Data for processing:
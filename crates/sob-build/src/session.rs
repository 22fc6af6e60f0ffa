//! Build sessions: every target declared for one run with one toolchain.

use crate::resolver::{BuildOptions, BuiltTarget, Phase, Resolver, TargetState};
use crate::runner::{CommandRunner, RecordingRunner};
use crate::target::TargetDeclaration;
use crate::toolchain::{normalized, Toolchain, ToolchainDescriptor};
use crate::{BuildError, Result};
use indexmap::IndexMap;
use std::fmt;
use std::path::{Path, PathBuf};
use tracing::{info, warn};

/// Declared targets plus the active toolchain.
///
/// Targets are isolated: building them is sequential, and one failing
/// never stops the next.
pub struct BuildSession<T: Toolchain> {
    descriptor: ToolchainDescriptor<T>,
    project_root: PathBuf,
    options: BuildOptions,
    declarations: Vec<Declared>,
    claims: Claims,
}

enum Declared {
    Accepted(TargetDeclaration),
    Rejected { name: String, error: BuildError },
}

impl Declared {
    fn name(&self) -> &str {
        match self {
            Declared::Accepted(target) => target.name(),
            Declared::Rejected { name, .. } => name,
        }
    }
}

/// Output paths owned by accepted targets.
#[derive(Default)]
struct Claims {
    /// Artifact path (without `.` components) to target name.
    artifacts: IndexMap<PathBuf, String>,
    /// Object path to the source compiled into it and its target.
    objects: IndexMap<PathBuf, (PathBuf, String)>,
}

impl Claims {
    /// Fails when `target` would write an artifact or object another
    /// target already writes. Two targets sharing a source share its object.
    fn check<T: Toolchain>(
        &self,
        descriptor: &ToolchainDescriptor<T>,
        target: &TargetDeclaration,
    ) -> Result<()> {
        let artifact = normalized(&descriptor.artifact_path_for(target.name()));
        if let Some(owner) = self.artifacts.get(&artifact) {
            let reason = if owner == target.name() {
                "artifact name already declared in this session".to_string()
            } else {
                format!(
                    "artifact {} is already produced by target {}",
                    artifact.display(),
                    owner
                )
            };
            return Err(BuildError::invalid_declaration(target.name(), reason));
        }

        let objects = descriptor.object_paths(target)?;
        for (source, object) in target.sources().iter().zip(&objects) {
            if let Some((other, owner)) = self.objects.get(object) {
                if *other != normalized(source.path()) {
                    let reason = format!(
                        "{} compiles to {}, which target {} builds from {}",
                        source,
                        object.display(),
                        owner,
                        other.display()
                    );
                    return Err(BuildError::invalid_declaration(target.name(), reason));
                }
            }
        }
        Ok(())
    }

    fn claim<T: Toolchain>(
        &mut self,
        descriptor: &ToolchainDescriptor<T>,
        target: &TargetDeclaration,
    ) {
        let name = target.name().to_string();
        self.artifacts
            .insert(normalized(&descriptor.artifact_path_for(&name)), name.clone());
        for source in target.sources() {
            self.objects
                .entry(descriptor.object_path_for(source))
                .or_insert_with(|| (normalized(source.path()), name.clone()));
        }
    }
}

impl<T: Toolchain> BuildSession<T> {
    pub fn new(descriptor: ToolchainDescriptor<T>) -> Self {
        Self {
            descriptor,
            project_root: PathBuf::new(),
            options: BuildOptions::default(),
            declarations: Vec::new(),
            claims: Claims::default(),
        }
    }

    pub fn with_project_root(mut self, root: impl Into<PathBuf>) -> Self {
        self.project_root = root.into();
        self
    }

    pub fn with_options(mut self, options: BuildOptions) -> Self {
        self.options = options;
        self
    }

    pub fn descriptor(&self) -> &ToolchainDescriptor<T> {
        &self.descriptor
    }

    pub fn project_root(&self) -> &Path {
        &self.project_root
    }

    /// Accepted targets in declaration order.
    pub fn targets(&self) -> impl Iterator<Item = &TargetDeclaration> {
        self.declarations.iter().filter_map(|d| match d {
            Declared::Accepted(target) => Some(target),
            Declared::Rejected { .. } => None,
        })
    }

    /// Declarations that were rejected, with the reason.
    pub fn rejected(&self) -> impl Iterator<Item = (&str, &BuildError)> {
        self.declarations.iter().filter_map(|d| match d {
            Declared::Rejected { name, error } => Some((name.as_str(), error)),
            Declared::Accepted(_) => None,
        })
    }

    /// Add a target.
    ///
    /// Rejected when its artifact path is already taken (`app` and `./app`
    /// collide), or when one of its objects would overwrite an object built
    /// from a different source. The earlier declaration stays.
    pub fn declare(&mut self, target: TargetDeclaration) -> Result<()> {
        if let Err(error) = self.claims.check(&self.descriptor, &target) {
            let name = target.name().to_string();
            let reason = declaration_reason(&error);
            self.declarations.push(Declared::Rejected {
                name: name.clone(),
                error,
            });
            return Err(BuildError::invalid_declaration(&name, reason));
        }
        self.claims.claim(&self.descriptor, &target);
        self.declarations.push(Declared::Accepted(target));
        Ok(())
    }

    /// Record a declaration that failed before reaching the session, so it
    /// shows up as a failed target in the report.
    pub fn reject(&mut self, name: impl Into<String>, error: BuildError) {
        self.declarations.push(Declared::Rejected {
            name: name.into(),
            error,
        });
    }

    /// Keep only the named targets. Unknown names are an error and leave
    /// the session untouched.
    pub fn select<S: AsRef<str>>(&mut self, names: &[S]) -> Result<()> {
        if names.is_empty() {
            return Ok(());
        }
        let names: Vec<&str> = names.iter().map(|n| AsRef::<str>::as_ref(n)).collect();
        if let Some(missing) = names
            .iter()
            .find(|n| !self.declarations.iter().any(|d| d.name() == **n))
        {
            return Err(BuildError::TargetNotFound(missing.to_string()));
        }

        self.declarations.retain(|d| names.contains(&d.name()));

        let mut claims = Claims::default();
        for target in self.targets() {
            claims.claim(&self.descriptor, target);
        }
        self.claims = claims;
        Ok(())
    }

    /// Build every declaration in order. Rejected ones are reported as
    /// failed without spawning anything.
    pub fn run<R>(&self, runner: &mut R) -> SessionReport
    where
        R: CommandRunner + ?Sized,
    {
        let resolver = self.resolver(self.options);
        let mut outcomes = Vec::with_capacity(self.declarations.len());

        for declared in &self.declarations {
            let outcome = match declared {
                Declared::Rejected { name, error } => {
                    warn!(target_name = %name, "{}", error);
                    TargetOutcome {
                        name: name.clone(),
                        state: TargetState::Failed(Phase::Declaration),
                        result: Err(BuildError::invalid_declaration(
                            name,
                            declaration_reason(error),
                        )),
                    }
                }
                Declared::Accepted(target) => {
                    let mut state = TargetState::Pending;
                    let result = resolver.build_tracked(target, runner, &mut state);
                    TargetOutcome {
                        name: target.name().to_string(),
                        state,
                        result,
                    }
                }
            };
            outcomes.push(outcome);
        }

        let report = SessionReport { outcomes };
        info!("{}", report);
        report
    }

    /// The command lines a build would issue, per accepted target, without
    /// running anything or touching the filesystem.
    pub fn plan(&self) -> Result<Vec<(String, Vec<String>)>> {
        let options = BuildOptions {
            dry_run: true,
            incremental: false,
        };
        let resolver = self.resolver(options);

        self.targets()
            .map(|target| {
                let mut runner = RecordingRunner::new();
                resolver.build(target, &mut runner)?;
                Ok((target.name().to_string(), runner.take_commands()))
            })
            .collect()
    }

    fn resolver(&self, options: BuildOptions) -> Resolver<'_, T> {
        Resolver::new(&self.descriptor)
            .project_root(self.project_root.clone())
            .options(options)
    }
}

fn declaration_reason(error: &BuildError) -> String {
    match error {
        BuildError::InvalidDeclaration { reason, .. } => reason.clone(),
        other => other.to_string(),
    }
}

/// Result of building one target.
#[derive(Debug)]
pub struct TargetOutcome {
    pub name: String,
    /// Always terminal.
    pub state: TargetState,
    pub result: Result<BuiltTarget>,
}

impl TargetOutcome {
    pub fn succeeded(&self) -> bool {
        self.result.is_ok()
    }
}

/// Per-target outcomes of a session.
#[derive(Debug)]
pub struct SessionReport {
    outcomes: Vec<TargetOutcome>,
}

impl SessionReport {
    pub fn outcomes(&self) -> &[TargetOutcome] {
        &self.outcomes
    }

    pub fn outcome(&self, name: &str) -> Option<&TargetOutcome> {
        self.outcomes.iter().find(|o| o.name == name)
    }

    pub fn succeeded(&self) -> usize {
        self.outcomes.iter().filter(|o| o.succeeded()).count()
    }

    pub fn failed(&self) -> usize {
        self.outcomes.len() - self.succeeded()
    }

    /// True when every target built.
    pub fn is_success(&self) -> bool {
        self.failed() == 0
    }

    pub fn failures(&self) -> impl Iterator<Item = (&str, &BuildError)> {
        self.outcomes
            .iter()
            .filter_map(|o| o.result.as_ref().err().map(|e| (o.name.as_str(), e)))
    }

    pub fn into_outcomes(self) -> Vec<TargetOutcome> {
        self.outcomes
    }
}

impl fmt::Display for SessionReport {
    fn fmt(&self, f: &mut fmt::Formatter<'_>) -> fmt::Result {
        let total = self.outcomes.len();
        write!(
            f,
            "{} target{}: {} succeeded, {} failed",
            total,
            if total == 1 { "" } else { "s" },
            self.succeeded(),
            self.failed()
        )
    }
}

Task prompt: Set down, exactly and without anything extra, every line from the one that contains "pub fn into_outcomes(self)" through the final line of the material.

Task result:
    pub fn into_outcomes(self) -> Vec<TargetOutcome> {
        self.outcomes
    }
}

impl fmt::Display for SessionReport {
    fn fmt(&self, f: &mut fmt::Formatter<'_>) -> fmt::Result {
        let total = self.outcomes.len();
        write!(
            f,
            "{} target{}: {} succeeded, {} failed",
            total,
            if total == 1 { "" } else { "s" },
            self.succeeded(),
            self.failed()
        )
    }
}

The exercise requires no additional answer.